Que chacun aime son prochain. Qu’on ne soit pas envieux. Qu’on souhaite la paix et tout le bonheur du monde à notre prochain. La jalousie, la haine, l’égoïsme sont des maux à combattre. Il faut que les musulmans s’approprient les recommandations de Cheikh Ahmadou Bamba. Qui veut que le «Magal» soit une journée de félicité et de remerciement à l’encontre de notre Seigneur. Nous devons avoir la générosité, après avoir magnifié Dieu, de remercier aussi Cheikh Ahmadou Bamba qui est l’initiateur de cette journée. C’est pourquoi dès le début du 18 Safar, tous les jours, je lui dédie un poème. Il y a 3 catégories de mourides : l’aspirant, l’aspirant véridique et l’aspirant intelligent. Serigne Touba montre la voie à l’aspirant intelligent. Ce dernier guide les deux autres. Serigne Touba nous enseigne que la paix découle des bonnes intentions et des bonnes actions. Celui qui veut avoir la paix, c’est celui qui est sur le droit chemin.
Pensez-vous que les gens sont sur la bonne voie ?
Dieu ne nous a pas envoyés sur terre pour échouer dans nos missions. Dieu a tracé le chemin que nous devons suivre. Malheureusement, c’est l’homme qui a quitté ce chemin. Ce qui fait qu’il échoue dans ses entreprises. Il oublie Dieu. Et Serigne Moustapha Sy dit souvent : «Dès qu’on oublie de dire ‘’Bismilahi’’, Satan arrive.» Les gens sont libres de choisir leurs voies. Dieu ne guide pas nos pas. Parce qu’Il avait fait ce pacte avec Satan qui s’est engagé à remplir l’enfer. Toutefois, Dieu promet le Paradis à ceux qui suivent la voie qu’IL a tracée.
Cela justifie-t-il ces meurtres tous azimut au Sénégal et ailleurs ?
Certains meurtriers sont tout juste des malades mentaux. D’autres sont naturellement des malfrats, de véritables bandits. D’autres encore n’ont recours qu’à la violence pour vivre.
«Par rapport à la peine de mort, Serigne Touba n’a jamais fait tuer ni fait couper un bras»
Les chefs religieux doivent participer à la sensibilisation pour que cela cesse.

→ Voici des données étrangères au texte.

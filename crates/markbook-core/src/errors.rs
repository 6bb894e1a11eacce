use markbook_core_types::RequestId;
use thiserror::Error;

use crate::model::StudentId;

/// Result type alias using ImportError
pub type Result<T> = std::result::Result<T, ImportError>;

// ========== Error Facility ==========

/// Canonical error kind taxonomy
///
/// Each kind maps to a stable error code that is safe to match on in tests,
/// in the CLI exit path and in any outer API that reports import failures.
#[derive(Debug, Clone, Copy, PartialEq, Eq)]
pub enum ExErrorKind {
    // Input
    InvalidInput,
    NotFound,

    // Archive-level
    Unpack,
    FormatDiscovery,
    UnsupportedLayout,

    // Student-level
    MissingLog,
    MalformedLog,
    AmbiguousSubmission,
    DocumentSplit,
    TaskLocked,
    DuplicateBook,
    Reconciliation,

    // Integration/IO
    Io,
    Serialization,
    Persistence,
    Config,
    Mirror,

    // Internal
    Internal,
}

impl ExErrorKind {
    /// Get the stable error code for this kind
    pub fn code(&self) -> &'static str {
        match self {
            ExErrorKind::InvalidInput => "ERR_INVALID_INPUT",
            ExErrorKind::NotFound => "ERR_NOT_FOUND",
            ExErrorKind::Unpack => "ERR_UNPACK",
            ExErrorKind::FormatDiscovery => "ERR_FORMAT_DISCOVERY",
            ExErrorKind::UnsupportedLayout => "ERR_UNSUPPORTED_LAYOUT",
            ExErrorKind::MissingLog => "ERR_MISSING_LOG",
            ExErrorKind::MalformedLog => "ERR_MALFORMED_LOG",
            ExErrorKind::AmbiguousSubmission => "ERR_AMBIGUOUS_SUBMISSION",
            ExErrorKind::DocumentSplit => "ERR_DOCUMENT_SPLIT",
            ExErrorKind::TaskLocked => "ERR_TASK_LOCKED",
            ExErrorKind::DuplicateBook => "ERR_DUPLICATE_BOOK",
            ExErrorKind::Reconciliation => "ERR_RECONCILIATION",
            ExErrorKind::Io => "ERR_IO",
            ExErrorKind::Serialization => "ERR_SERIALIZATION",
            ExErrorKind::Persistence => "ERR_PERSISTENCE",
            ExErrorKind::Config => "ERR_CONFIG",
            ExErrorKind::Mirror => "ERR_MIRROR",
            ExErrorKind::Internal => "ERR_INTERNAL",
        }
    }
}

/// Canonical structured error type
///
/// Carries a classification plus a human message and an optional detail
/// string, which is what the batch surface reports back to operators.
#[derive(Debug, Clone)]
pub struct ExError {
    kind: ExErrorKind,
    op: Option<String>,
    student_id: Option<String>,
    entity_id: Option<String>,
    request_id: Option<RequestId>,
    message: String,
    detail: Option<String>,
}

impl ExError {
    /// Create a new error with the specified kind
    pub fn new(kind: ExErrorKind) -> Self {
        Self {
            kind,
            op: None,
            student_id: None,
            entity_id: None,
            request_id: None,
            message: String::new(),
            detail: None,
        }
    }

    /// Add operation context
    pub fn with_op(mut self, op: impl Into<String>) -> Self {
        self.op = Some(op.into());
        self
    }

    /// Add student context
    pub fn with_student_id(mut self, id: impl Into<String>) -> Self {
        self.student_id = Some(id.into());
        self
    }

    /// Add entity ID context (task name, book id, file path)
    pub fn with_entity_id(mut self, id: impl Into<String>) -> Self {
        self.entity_id = Some(id.into());
        self
    }

    /// Add request ID context
    pub fn with_request_id(mut self, request_id: RequestId) -> Self {
        self.request_id = Some(request_id);
        self
    }

    /// Add custom message
    pub fn with_message(mut self, message: impl Into<String>) -> Self {
        self.message = message.into();
        self
    }

    /// Add a detail string (usually the underlying cause)
    pub fn with_detail(mut self, detail: impl Into<String>) -> Self {
        self.detail = Some(detail.into());
        self
    }

    /// Get the error kind
    pub fn kind(&self) -> ExErrorKind {
        self.kind
    }

    /// Get the stable error code
    pub fn code(&self) -> &'static str {
        self.kind.code()
    }

    /// Get the operation context, if any
    pub fn op(&self) -> Option<&str> {
        self.op.as_deref()
    }

    /// Get the student context, if any
    pub fn student_id(&self) -> Option<&str> {
        self.student_id.as_deref()
    }

    /// Get the entity ID context, if any
    pub fn entity_id(&self) -> Option<&str> {
        self.entity_id.as_deref()
    }

    /// Get the request ID context, if any
    pub fn request_id(&self) -> Option<&RequestId> {
        self.request_id.as_ref()
    }

    /// Get the error message
    pub fn message(&self) -> &str {
        &self.message
    }

    /// Get the detail string, if any
    pub fn detail(&self) -> Option<&str> {
        self.detail.as_deref()
    }
}

impl std::fmt::Display for ExError {
    fn fmt(&self, f: &mut std::fmt::Formatter<'_>) -> std::fmt::Result {
        write!(f, "[{}]", self.code())?;
        if let Some(op) = &self.op {
            write!(f, " in operation '{}'", op)?;
        }
        if !self.message.is_empty() {
            write!(f, ": {}", self.message)?;
        }
        if let Some(detail) = &self.detail {
            write!(f, ": {}", detail)?;
        }
        if let Some(student_id) = &self.student_id {
            write!(f, " (student_id: {})", student_id)?;
        }
        if let Some(entity_id) = &self.entity_id {
            write!(f, " (entity_id: {})", entity_id)?;
        }
        Ok(())
    }
}

impl std::error::Error for ExError {}

// ========== End Error Facility ==========

/// Error taxonomy for the import pipeline
///
/// Variants that carry a `student_id` are scoped to one student: the run
/// records them and moves on. The rest abort the run before any book is
/// touched.
#[derive(Error, Debug, Clone, PartialEq)]
pub enum ImportError {
    // ===== Archive-level =====
    /// The archive could not be read or its format is not recognised
    #[error("Failed to unpack archive {archive}: {reason}")]
    Unpack { archive: String, reason: String },

    /// Extraction target already contains files
    #[error("Extract directory is not empty: {dir}")]
    TargetNotEmpty { dir: String },

    /// The expected student-folder root could not be located
    #[error("Cannot locate submissions: {reason}")]
    FormatDiscovery { reason: String },

    /// A recognised but unsupported layout (e.g. team submissions)
    #[error("Unsupported submission layout: {layout}")]
    UnsupportedLayout { layout: String, detail: String },

    /// Required file list is empty or names an unsafe path
    #[error("Invalid required file list: {reason}")]
    InvalidRequiredFiles { reason: String },

    /// Task cannot accept imports
    #[error("Task has been locked: {task}")]
    TaskLocked { task: String },

    // ===== Student-level =====
    /// Student folder has submissions but no log
    #[error("No log file in student folder for {student_id}")]
    MissingLog { student_id: StudentId },

    /// A log line could not be parsed
    #[error("Malformed log for {student_id} at line {line}: {reason}")]
    MalformedLog {
        student_id: StudentId,
        line: usize,
        reason: String,
    },

    /// More than one candidate document where exactly one was expected
    #[error("Ambiguous submission for {student_id}: {candidates:?}")]
    AmbiguousSubmission {
        student_id: StudentId,
        candidates: Vec<String>,
    },

    /// Snapshot directory name is not a valid timestamp
    #[error("Invalid submission timestamp for {student_id}: {value}")]
    InvalidTimestamp { student_id: StudentId, value: String },

    /// The page counter rejected a file
    #[error("Failed to split {file} for {student_id}: {reason}")]
    DocumentSplit {
        student_id: StudentId,
        file: String,
        reason: String,
    },

    /// Another book already exists for (task, student)
    #[error("Duplicate book for {student_id} in task {task}")]
    DuplicateBook { task: String, student_id: StudentId },

    /// Invalid persisted state detected while reconciling
    #[error("Reconciliation failed for {student_id}: {reason}")]
    Reconciliation { student_id: StudentId, reason: String },

    /// Filesystem failure while processing one student
    #[error("I/O failure in {op} for {student_id}: {reason}")]
    StudentIo {
        student_id: StudentId,
        op: String,
        reason: String,
    },

    // ===== Integration =====
    /// Filesystem failure outside any student's scope
    #[error("I/O failure in {op}: {reason}")]
    Io { op: String, reason: String },
}

impl ImportError {
    /// The student this error is scoped to, if any
    pub fn student_id(&self) -> Option<&StudentId> {
        match self {
            ImportError::MissingLog { student_id }
            | ImportError::MalformedLog { student_id, .. }
            | ImportError::AmbiguousSubmission { student_id, .. }
            | ImportError::InvalidTimestamp { student_id, .. }
            | ImportError::DocumentSplit { student_id, .. }
            | ImportError::DuplicateBook { student_id, .. }
            | ImportError::Reconciliation { student_id, .. }
            | ImportError::StudentIo { student_id, .. } => Some(student_id),
            _ => None,
        }
    }

    /// Whether this error must abort the whole run
    pub fn is_fatal_for_run(&self) -> bool {
        self.student_id().is_none()
    }

    /// Build a student-scoped I/O error
    pub fn student_io(student_id: &StudentId, op: &str, err: &std::io::Error) -> Self {
        ImportError::StudentIo {
            student_id: student_id.clone(),
            op: op.to_string(),
            reason: err.to_string(),
        }
    }

    /// Build a run-scoped I/O error
    pub fn io(op: &str, err: &std::io::Error) -> Self {
        ImportError::Io {
            op: op.to_string(),
            reason: err.to_string(),
        }
    }
}

/// Conversion from ImportError to ExError
impl From<ImportError> for ExError {
    fn from(err: ImportError) -> Self {
        match &err {
            ImportError::Unpack { archive, reason } => ExError::new(ExErrorKind::Unpack)
                .with_entity_id(archive.clone())
                .with_message("failed to unpack archive")
                .with_detail(reason.clone()),

            ImportError::TargetNotEmpty { dir } => ExError::new(ExErrorKind::Unpack)
                .with_entity_id(dir.clone())
                .with_message("extract dir is not empty"),

            ImportError::FormatDiscovery { reason } => {
                ExError::new(ExErrorKind::FormatDiscovery).with_message(reason.clone())
            }

            ImportError::UnsupportedLayout { layout, detail } => {
                ExError::new(ExErrorKind::UnsupportedLayout)
                    .with_message(format!("{} is not supported", layout))
                    .with_detail(detail.clone())
            }

            ImportError::InvalidRequiredFiles { reason } => ExError::new(ExErrorKind::InvalidInput)
                .with_message("invalid required file list")
                .with_detail(reason.clone()),

            ImportError::TaskLocked { task } => ExError::new(ExErrorKind::TaskLocked)
                .with_entity_id(task.clone())
                .with_message("task has been locked"),

            ImportError::MissingLog { student_id } => ExError::new(ExErrorKind::MissingLog)
                .with_student_id(student_id.as_str())
                .with_message("no log file in student folder"),

            ImportError::MalformedLog {
                student_id,
                line,
                reason,
            } => ExError::new(ExErrorKind::MalformedLog)
                .with_student_id(student_id.as_str())
                .with_message(format!("malformed log line {}", line))
                .with_detail(reason.clone()),

            ImportError::AmbiguousSubmission {
                student_id,
                candidates,
            } => ExError::new(ExErrorKind::AmbiguousSubmission)
                .with_student_id(student_id.as_str())
                .with_message("more than one matching document")
                .with_detail(candidates.join(", ")),

            ImportError::InvalidTimestamp { student_id, value } => {
                ExError::new(ExErrorKind::InvalidInput)
                    .with_student_id(student_id.as_str())
                    .with_message("invalid submission timestamp")
                    .with_detail(value.clone())
            }

            ImportError::DocumentSplit {
                student_id,
                file,
                reason,
            } => ExError::new(ExErrorKind::DocumentSplit)
                .with_student_id(student_id.as_str())
                .with_entity_id(file.clone())
                .with_message("failed to count pages")
                .with_detail(reason.clone()),

            ImportError::DuplicateBook { task, student_id } => {
                ExError::new(ExErrorKind::DuplicateBook)
                    .with_student_id(student_id.as_str())
                    .with_entity_id(task.clone())
                    .with_message("duplicate book")
            }

            ImportError::Reconciliation { student_id, reason } => {
                ExError::new(ExErrorKind::Reconciliation)
                    .with_student_id(student_id.as_str())
                    .with_message("reconciliation failed")
                    .with_detail(reason.clone())
            }

            ImportError::StudentIo {
                student_id,
                op,
                reason,
            } => ExError::new(ExErrorKind::Io)
                .with_op(op.clone())
                .with_student_id(student_id.as_str())
                .with_message(reason.clone()),

            ImportError::Io { op, reason } => ExError::new(ExErrorKind::Io)
                .with_op(op.clone())
                .with_message(reason.clone()),
        }
    }
}

#[cfg(test)]
mod tests {
    use super::*;

    #[test]
    fn test_error_kind_codes() {
        let cases = [
            (ExErrorKind::Unpack, "ERR_UNPACK"),
            (ExErrorKind::FormatDiscovery, "ERR_FORMAT_DISCOVERY"),
            (ExErrorKind::UnsupportedLayout, "ERR_UNSUPPORTED_LAYOUT"),
            (ExErrorKind::AmbiguousSubmission, "ERR_AMBIGUOUS_SUBMISSION"),
            (ExErrorKind::DocumentSplit, "ERR_DOCUMENT_SPLIT"),
            (ExErrorKind::TaskLocked, "ERR_TASK_LOCKED"),
        ];
        for (kind, expected_code) in cases {
            assert_eq!(kind.code(), expected_code, "Wrong code for {:?}", kind);
        }
    }

    #[test]
    fn test_student_scoped_errors_are_not_fatal() {
        let sid = StudentId::normalize("1234567").unwrap();
        let err = ImportError::AmbiguousSubmission {
            student_id: sid.clone(),
            candidates: vec!["a.pdf".into(), "b.pdf".into()],
        };
        assert_eq!(err.student_id(), Some(&sid));
        assert!(!err.is_fatal_for_run());
    }

    #[test]
    fn test_archive_errors_are_fatal() {
        let err = ImportError::UnsupportedLayout {
            layout: "team submissions".into(),
            detail: "teams.json present".into(),
        };
        assert!(err.is_fatal_for_run());
        let ex: ExError = err.into();
        assert_eq!(ex.kind(), ExErrorKind::UnsupportedLayout);
        assert_eq!(ex.detail(), Some("teams.json present"));
    }

    #[test]
    fn test_display_includes_message_and_detail() {
        let ex = ExError::new(ExErrorKind::Unpack)
            .with_message("failed to unpack archive")
            .with_detail("bad magic");
        let text = ex.to_string();
        assert!(text.starts_with("[ERR_UNPACK]"));
        assert!(text.contains("failed to unpack archive: bad magic"));
    }
}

Mais, il faut dire que c’est Dieu qui peut guider l’homme à faire le bien. Tout ne peut pas être en ordre. Il y a toujours les deux faces de la vie : le bien et le mal. C’est ce qui fait l’équilibre de ce monde.
Partagez-vous l’avis de certains chefs religieux qui prônent la peine de mort au Sénégal ?
Je ne suis pas de cet avis. Serigne Touba n’a jamais recommandé qu’on tue quelqu’un, parce qu’il a tué ou qu’on coupe le bras de quelqu’un, parce qu’il a volé. Quand l’Islam prônait la peine de mort du temps du Prophète, c’était pour que cela serve d’avertissement. Le Coran ne dit pas que la peine de mort doit être instituée pour tous les temps. Nous nous en tenons aux recommandations de Serigne Touba qui n’a jamais défendu cette position. Qui n’a jamais fait tuer ni fait couper un bras.